### Your instructions
Only lines containing the string "impl" belong in the answer; copy all of them from the entries.

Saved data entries
┌──
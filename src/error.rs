use std::fmt;

/// The indexing operation that rejected an index.
#[derive(Debug, Clone, Copy, PartialEq, Eq, Hash)]
pub enum Operation {
    Get,
    Set,
    InsertAt,
    RemoveAt,
    Exchange,
}

impl fmt::Display for Operation {
    fn fmt(&self, f: &mut fmt::Formatter<'_>) -> fmt::Result {
        let name = match self {
            Operation::Get => "get",
            Operation::Set => "set",
            Operation::InsertAt => "insert_at",
            Operation::RemoveAt => "remove_at",
            Operation::Exchange => "exchange",
        };
        f.write_str(name)
    }
}

/// An index fell outside the range an operation accepts.
///
/// `get`, `set`, `remove_at` and `exchange` accept `0..len`; `insert_at`
/// accepts `0..=len`. The collection is never modified by a call that fails
/// with this error.
#[derive(thiserror::Error, Debug, Clone, Copy, PartialEq, Eq)]
#[error("{operation}: index {index} is out of range for length {len}")]
pub struct IndexOutOfRange {
    pub operation: Operation,
    pub index: usize,
    pub len: usize,
}

impl IndexOutOfRange {
    pub(crate) fn new(operation: Operation, index: usize, len: usize) -> Self {
        let err = Self { operation, index, len };
        tracing::debug!(%operation, index, len, "rejected index");
        err
    }
}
└──
### Solution below
impl fmt::Display for Operation {
impl IndexOutOfRange {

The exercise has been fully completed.